The full implementation of the shift of year 7 to secondary has now occurred.
In 2015, almost 99,000 Queensland students left primary school to start high school in Year 7, located there for the first time.
Simultaneously, state schools achieved what has been identified as the biggest education reform in the last 50 years, as alongside the shift of Year 7 students from primary into high school settings, the establishment of Junior Secondary for Years 7 – 9 was implemented.
The School of Education and Professional Studies (EPS) has been playing an important role in school reform across Queensland to aid with these transitions.
EPS Dean and Head of School, Professor Donna Pendergast, has led the projects, which focus on getting ready for school, getting ready for high school and boosting the performance of all schools.
“The Junior Secondary Leading Change Program was delivered as a key element to prepare for this transformation. This multifaceted program was developed to build capacity in school leaders to enable effective change processes in 258 schools. Feedback about the shift has been described to be ‘a success‘, ‘positive change‘ and ‘one of the great success stories of Queensland education‘.”
Junior Secondary is now being implemented in all schools in Queensland that teach years 7-9.
“The teaching curriculum has changed to reflect this major shift. One of the real benefits is for Year 7 students to have access to subject specialists, e.g. in science and mathematics, one year earlier than prior to this reform.”
What is the difference between Middle Years Education and Junior Secondary?

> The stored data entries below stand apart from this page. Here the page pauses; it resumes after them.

use std::rc::Rc;

use crate::assets::Sprite;
use crate::types::{Bounds, Point};

/// A sprite that moves from a start point to an end point over a fixed
/// number of frames.
///
/// All positions are computed up front. Each call to
/// [`advance_and_get_bounds`](Self::advance_and_get_bounds) steps one frame
/// forward and then sticks at the end point.
#[derive(Debug, Clone)]
pub struct MotionTween {
    sprite: Rc<Sprite>,
    positions: Vec<Point>,
    /// Index into `positions`; `None` before the first frame.
    cursor: Option<usize>,
}

impl MotionTween {
    /// # Panics
    ///
    /// Panics if `frame_count < 2`.
    pub fn new(sprite: Rc<Sprite>, start: Point, end: Point, frame_count: usize) -> Self {
        assert!(frame_count >= 2, "a tween needs at least two frames");

        let steps = (frame_count - 1) as i32;
        // Truncating per-step increment; the last point absorbs the remainder.
        let x_inc = (end.x - start.x) / steps;
        let y_inc = (end.y - start.y) / steps;
        let mut positions: Vec<Point> = (0..frame_count as i32)
            .map(|i| Point::new(start.x + i * x_inc, start.y + i * y_inc))
            .collect();
        if let Some(last) = positions.last_mut() {
            *last = end;
        }

        MotionTween {
            sprite,
            positions,
            cursor: None,
        }
    }

    /// Step to the next frame (unless already at the end) and return where
    /// the sprite sits now.
    pub fn advance_and_get_bounds(&mut self) -> Bounds {
        let last = self.last_index();
        let next = match self.cursor {
            None => 0,
            Some(i) if i < last => i + 1,
            Some(i) => i,
        };
        self.cursor = Some(next);
        Bounds::at(
            self.positions[next],
            self.sprite.intrinsic_width,
            self.sprite.intrinsic_height,
        )
    }

    pub fn is_done(&self) -> bool {
        self.cursor == Some(self.last_index())
    }

    pub fn restart(&mut self) {
        self.cursor = None;
    }

    /// Raw frame cursor: -1 before the first advance, then `0..frame_count`.
    pub fn current_frame_index(&self) -> isize {
        self.cursor.map_or(-1, |i| i as isize)
    }

    pub fn sprite(&self) -> &Sprite {
        &self.sprite
    }

    pub fn positions(&self) -> &[Point] {
        &self.positions
    }

    pub fn start(&self) -> Point {
        self.positions[0]
    }

    pub fn end(&self) -> Point {
        self.positions[self.last_index()]
    }

    fn last_index(&self) -> usize {
        self.positions.len() - 1
    }
}

#[cfg(test)]
mod tests {
    use super::*;
    use crate::types::Style;

    fn sprite() -> Rc<Sprite> {
        Rc::new(Sprite {
            intrinsic_width: 24,
            intrinsic_height: 16,
            ch: '#',
            style: Style::default(),
        })
    }

    #[test]
    fn first_point_is_start_and_last_is_end() {
        let t = MotionTween::new(sprite(), Point::new(0, 2000), Point::new(575, 1004), 20);
        assert_eq!(t.positions().len(), 20);
        assert_eq!(t.start(), Point::new(0, 2000));
        assert_eq!(t.end(), Point::new(575, 1004));
    }

    #[test]
    fn increments_truncate_toward_zero() {
        // (10 - 0) / 3 = 3, (-10 - 0) / 3 = -3
        let t = MotionTween::new(sprite(), Point::new(0, 0), Point::new(10, -10), 4);
        assert_eq!(
            t.positions(),
            &[
                Point::new(0, 0),
                Point::new(3, -3),
                Point::new(6, -6),
                Point::new(10, -10),
            ]
        );
    }

    #[test]
    fn cursor_starts_before_first_frame() {
        let t = MotionTween::new(sprite(), Point::new(0, 0), Point::new(19, 19), 20);
        assert_eq!(t.current_frame_index(), -1);
        assert!(!t.is_done());
    }

    #[test]
    fn done_after_frame_count_advances() {
        let mut t = MotionTween::new(sprite(), Point::new(0, 0), Point::new(100, 50), 20);
        // The first advance lands on index 0, so 20 advances reach index 19.
        for n in 0..20 {
            assert!(!t.is_done(), "done too early after {n} advances");
            t.advance_and_get_bounds();
        }
        assert!(t.is_done());
        assert_eq!(t.current_frame_index(), 19);
    }

    #[test]
    fn over_advancing_sticks_at_end() {
        let mut t = MotionTween::new(sprite(), Point::new(0, 0), Point::new(100, 50), 5);
        for _ in 0..5 {
            t.advance_and_get_bounds();
        }
        for _ in 0..10 {
            let b = t.advance_and_get_bounds();
            assert_eq!(b, Bounds::at(Point::new(100, 50), 24, 16));
            assert_eq!(t.current_frame_index(), 4);
        }
    }

    #[test]
    fn restart_replays_the_same_positions() {
        let mut t = MotionTween::new(sprite(), Point::new(1000, 0), Point::new(48, 36), 20);
        let first: Vec<Bounds> = (0..20).map(|_| t.advance_and_get_bounds()).collect();
        t.restart();
        assert_eq!(t.current_frame_index(), -1);
        let second: Vec<Bounds> = (0..20).map(|_| t.advance_and_get_bounds()).collect();
        assert_eq!(first, second);
        assert_eq!(first[0], Bounds::at(Point::new(1000, 0), 24, 16));
    }

    #[test]
    #[should_panic]
    fn single_frame_is_rejected() {
        MotionTween::new(sprite(), Point::new(0, 0), Point::new(1, 1), 1);
    }
}
use thiserror::Error;

/// Configuration errors raised while computing a layout.
///
/// These are programming/config errors, not runtime conditions: the host
/// propagates them out of its loop and exits.
#[derive(Debug, Clone, PartialEq, Eq, Error)]
pub enum LayoutError {
    #[error("unknown logo location: {0}")]
    UnknownLocation(String),
}
use std::time::{Duration, Instant};

/// Delay between animation frames (nominally 100 fps).
pub const FRAME_DELAY: Duration = Duration::from_millis(10);
/// Pause on the completed picture before the animation restarts.
pub const RESTART_DELAY: Duration = Duration::from_millis(1000);

#[derive(Debug, Clone, Copy, PartialEq, Eq)]
struct Pending {
    delay: Duration,
    due: Instant,
}

/// A single deferred tick.
///
/// Posting a new tick replaces any pending one, so at most one is ever in
/// flight. The owner polls [`take_due`](Self::take_due) from its event loop.
#[derive(Debug, Default)]
pub struct FrameScheduler {
    pending: Option<Pending>,
}

impl FrameScheduler {
    pub fn new() -> Self {
        Self::default()
    }

    pub fn post_delayed(&mut self, delay: Duration) {
        self.post_delayed_from(Instant::now(), delay);
    }

    pub fn post_delayed_from(&mut self, now: Instant, delay: Duration) {
        self.pending = Some(Pending {
            delay,
            due: now + delay,
        });
    }

    pub fn cancel(&mut self) {
        self.pending = None;
    }

    pub fn is_pending(&self) -> bool {
        self.pending.is_some()
    }

    /// The delay the pending tick was posted with.
    pub fn pending_delay(&self) -> Option<Duration> {
        self.pending.map(|p| p.delay)
    }

    /// How long until the pending tick is due; zero if already overdue.
    pub fn time_until_due(&self, now: Instant) -> Option<Duration> {
        self.pending.map(|p| p.due.saturating_duration_since(now))
    }

    /// Consume the pending tick if it is due at `now`.
    pub fn take_due(&mut self, now: Instant) -> bool {
        match self.pending {
            Some(p) if p.due <= now => {
                self.pending = None;
                true
            }
            _ => false,
        }
    }
}

#[cfg(test)]
mod tests {
    use super::*;

    #[test]
    fn nothing_pending_initially() {
        let s = FrameScheduler::new();
        assert!(!s.is_pending());
        assert_eq!(s.time_until_due(Instant::now()), None);
    }

    #[test]
    fn tick_becomes_due_after_its_delay() {
        let t0 = Instant::now();
        let mut s = FrameScheduler::new();
        s.post_delayed_from(t0, FRAME_DELAY);
        assert_eq!(s.pending_delay(), Some(FRAME_DELAY));
        assert_eq!(s.time_until_due(t0), Some(FRAME_DELAY));
        assert!(!s.take_due(t0 + Duration::from_millis(9)));
        assert!(s.take_due(t0 + FRAME_DELAY));
        assert!(!s.is_pending());
        assert!(!s.take_due(t0 + RESTART_DELAY));
    }

    #[test]
    fn posting_replaces_the_pending_tick() {
        let t0 = Instant::now();
        let mut s = FrameScheduler::new();
        s.post_delayed_from(t0, FRAME_DELAY);
        s.post_delayed_from(t0, RESTART_DELAY);
        assert_eq!(s.pending_delay(), Some(RESTART_DELAY));
        assert!(!s.take_due(t0 + FRAME_DELAY));
    }

    #[test]
    fn overdue_tick_waits_zero() {
        let t0 = Instant::now();
        let mut s = FrameScheduler::new();
        s.post_delayed_from(t0, FRAME_DELAY);
        assert_eq!(s.time_until_due(t0 + RESTART_DELAY), Some(Duration::ZERO));
        s.cancel();
        assert_eq!(s.time_until_due(t0), None);
    }
}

“Middle years is a broader category than Junior Secondary. Middle year’s students refers to young adolescents in the broadest sense, and so includes the range of Years 6-9 and age 10-15 years. Junior Secondary is a slice of this group of young people.”
“It is very important for the sustainability of the Junior Secondary initiative that majors and distinct programs, both undergraduate and graduate, exist in the field of middle year’s education.”
“Having teachers who are expert means they have a desire to work in these years and to specialise their capabilities.”
Middle years education is about understanding the unique teaching and learning needs of young adolescents and about shaping curriculum, pedagogy and assessment practices to optimise engagement and participation at a time that is most vulnerable in terms of students disengaging from learning and not achieving their potential.
The need has never been greater and the future never brighter.